Simon est né en Colombie et s’appelait Siméon avant d’être adopté par un couple de français. De son pays natal il n’a gardé aucun souvenir. A 25 ans, sans parler un seul mot d’espagnol, il part pour Bogotá pour solder les comptes avec un passé qui lui est inconnu.

Le roman se découpe en trois parties bien distinctes tant sur le fond que sur la forme.

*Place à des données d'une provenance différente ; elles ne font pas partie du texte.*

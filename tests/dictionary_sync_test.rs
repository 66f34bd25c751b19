use std::collections::BTreeMap;

use lexis::autocomplete::rank;
use lexis::dictionary::{Dictionary, SharedDictionary};
use lexis::record::WordRecord;
use lexis::tree::{AvlTree, IndexKind};
use proptest::prelude::*;

#[derive(Debug, Clone)]
enum Op {
    Insert(String, u32),
    Delete(String),
    Select(String),
    Frequency(String, u32),
    Prefix(String, usize),
}

fn key_strategy() -> impl Strategy<Value = String> + Clone {
    // A small alphabet so that operations collide on the same keys.
    "[a-e]{1,4}"
}

fn ops_strategy() -> impl Strategy<Value = Vec<Op>> {
    let key = key_strategy();
    let op = prop_oneof![
        4 => (key.clone(), 1u32..200).prop_map(|(k, f)| Op::Insert(k, f)),
        2 => key.clone().prop_map(Op::Delete),
        1 => key.clone().prop_map(Op::Select),
        1 => (key.clone(), 1u32..200).prop_map(|(k, f)| Op::Frequency(k, f)),
        1 => ("[a-e]{1,2}", 1usize..8).prop_map(|(p, k)| Op::Prefix(p, k)),
    ];
    prop::collection::vec(op, 0..=300)
}

fn expected_prefix(model: &BTreeMap<String, WordRecord>, prefix: &str, top_k: usize) -> Vec<WordRecord> {
    let mut matches: Vec<WordRecord> = model
        .range(prefix.to_string()..)
        .take_while(|(key, _)| key.starts_with(prefix))
        .map(|(_, record)| record.clone())
        .collect();
    rank(&mut matches);
    matches.truncate(top_k);
    matches
}

proptest! {
    #![proptest_config(ProptestConfig {
        cases: 128,
        .. ProptestConfig::default()
    })]

    #[test]
    fn prop_indexes_match_model(ops in ops_strategy()) {
        let mut dictionary = Dictionary::new();
        let mut model: BTreeMap<String, WordRecord> = BTreeMap::new();

        for op in ops {
            match op {
                Op::Insert(key, frequency) => {
                    let record = WordRecord::new(&key).with_frequency(frequency);
                    let expected = !model.contains_key(&key);
                    if expected {
                        model.insert(key.clone(), record.clone());
                    }
                    prop_assert_eq!(dictionary.insert_all(record), expected);
                }
                Op::Delete(key) => {
                    let expected = model.remove(&key).is_some();
                    prop_assert_eq!(dictionary.delete_all(&key), expected);
                }
                Op::Select(key) => {
                    let expected = match model.get_mut(&key) {
                        Some(record) => {
                            record.selection_count += 1;
                            3
                        }
                        None => 0,
                    };
                    prop_assert_eq!(dictionary.record_selection(&key), expected);
                }
                Op::Frequency(key, score) => {
                    let expected = match model.get_mut(&key) {
                        Some(record) => {
                            record.frequency_score = score;
                            true
                        }
                        None => false,
                    };
                    prop_assert_eq!(dictionary.update_frequency(&key, score), expected);
                }
                Op::Prefix(prefix, top_k) => {
                    let expected = expected_prefix(&model, &prefix, top_k);
                    for kind in IndexKind::ALL {
                        prop_assert_eq!(
                            &dictionary.prefix_search(kind, &prefix, Some(top_k)),
                            &expected
                        );
                    }
                }
            }

            for kind in IndexKind::ALL {
                prop_assert_eq!(dictionary.count(kind), model.len());
            }
        }

        prop_assert!(dictionary.check_consistency().is_ok());
        let expected: Vec<WordRecord> = model.values().cloned().collect();
        for kind in IndexKind::ALL {
            prop_assert_eq!(dictionary.index(kind).sorted_records(), expected.clone());
            for (key, record) in &model {
                let found = dictionary.search(kind, key);
                prop_assert_eq!(found.as_ref(), Some(record));
            }
        }
    }

    #[test]
    fn prop_avl_height_is_logarithmic(keys in prop::collection::vec("[a-z]{1,6}", 0..400)) {
        let mut tree = AvlTree::new();
        for key in &keys {
            tree.insert(WordRecord::new(key));
        }
        prop_assert!(tree.is_balanced());
        let n = tree.count() as f64;
        let bound = 1.45 * (n + 2.0).log2();
        prop_assert!((tree.height() as f64) <= bound, "height {} for {} keys", tree.height(), n);
    }
}

#[test]
fn test_alphabetical_insertion_heights() {
    let mut dictionary = Dictionary::new();
    for word in ["ant", "bird", "cat", "dog", "eel"] {
        assert!(dictionary.insert_all(WordRecord::new(word)));
    }
    assert_eq!(dictionary.height(IndexKind::Bst), 5);
    assert_eq!(dictionary.height(IndexKind::Avl), 3);
    assert!(dictionary.check_consistency().is_ok());
}

#[test]
fn test_mixed_case_keys_are_one_word() {
    let mut dictionary = Dictionary::new();
    assert!(dictionary.insert_all(WordRecord::new("Apple").with_frequency(5)));
    assert!(!dictionary.insert_all(WordRecord::new("APPLE").with_frequency(9)));
    for kind in IndexKind::ALL {
        let record = dictionary.search(kind, "aPpLe").unwrap();
        assert_eq!(record.word, "apple");
        assert_eq!(record.frequency_score, 5);
    }
    assert!(dictionary.delete_all("APPLE"));
    assert!(dictionary.is_empty());
}

#[test]
fn test_prefix_ranking_example() {
    let mut dictionary = Dictionary::new();
    dictionary.insert_all(WordRecord::new("cat").with_frequency(10));
    dictionary.insert_all(WordRecord::new("car").with_frequency(5).with_selections(2));
    dictionary.insert_all(WordRecord::new("dog").with_frequency(99));

    for kind in IndexKind::ALL {
        let results = dictionary.prefix_search(kind, "ca", Some(5));
        let words: Vec<&str> = results.iter().map(|r| r.word.as_str()).collect();
        assert_eq!(words, vec!["car", "cat"]);
        assert!(dictionary.prefix_search(kind, "", Some(5)).is_empty());
        assert!(dictionary.prefix_search(kind, "zebra", Some(5)).is_empty());
    }
}

#[test]
fn test_shared_dictionary_concurrent_mixed_operations() {
    let shared = SharedDictionary::new(Dictionary::new());
    for i in 0..100 {
        shared.insert_all(WordRecord::new(&format!("base{i:03}")));
    }

    let workers: Vec<_> = (0..4)
        .map(|t| {
            let shared = shared.clone();
            std::thread::spawn(move || {
                for i in (t..100).step_by(4) {
                    let key = format!("base{i:03}");
                    if i % 2 == 0 {
                        assert!(shared.delete_all(&key));
                    } else {
                        assert_eq!(shared.record_selection(&key), 3);
                    }
                }
            })
        })
        .collect();
    for worker in workers {
        worker.join().unwrap();
    }

    for kind in IndexKind::ALL {
        assert_eq!(shared.count(kind), 50);
        assert_eq!(shared.search(kind, "base001").unwrap().selection_count, 1);
    }
    assert!(shared.with(|dictionary| dictionary.check_consistency()).is_ok());
}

Dans la première partie Simon relate son voyage à Bogotá de manière très réaliste. En plus du carnet voyage évoquant ses pérégrinations et ses rencontres, il découvre, plutôt que des racines, une culture totalement étrangère et la réalité d’un pays dont les conséquences de la colonisation se font encore sentir. A l’arrivée Simon était un jeune homme bien dans sa peau qui se demandait vaguement ce qu’il fichait là. Après quelques jours en Colombie le voila qui tente d’assumer un héritage bien encombrant. L’écriture et le ton sont contemporains, bien adaptés au propos et au personnage de Simon (« ça sent le vécu »),  riches mais dépourvus de fioritures, non dénués d’une pointe d’humour ou de tension aux moments clés. Les pages défilent toutes seules et l’on s’attache à ce jeune homme un peu dépassé par sa vie et son destin.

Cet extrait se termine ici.